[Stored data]

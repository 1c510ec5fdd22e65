//! Failure reporting at the service boundary.

use tenderhub_core::error::TenderHubResult;
use tracing::error;

pub(crate) trait LogUnknown<T> {
    /// Log an unclassified store or internal failure once, then pass the
    /// result through unchanged.
    fn log_unknown(self, operation: &'static str) -> TenderHubResult<T>;
}

impl<T> LogUnknown<T> for TenderHubResult<T> {
    fn log_unknown(self, operation: &'static str) -> TenderHubResult<T> {
        if let Err(err) = &self {
            if err.is_unknown() {
                error!(operation, error = %err, "Operation failed");
            }
        }
        self
    }
}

- _Description of the task_
Only the number of lines in the data that hold "LogUnknown" should be stated.

- _Answer area_
2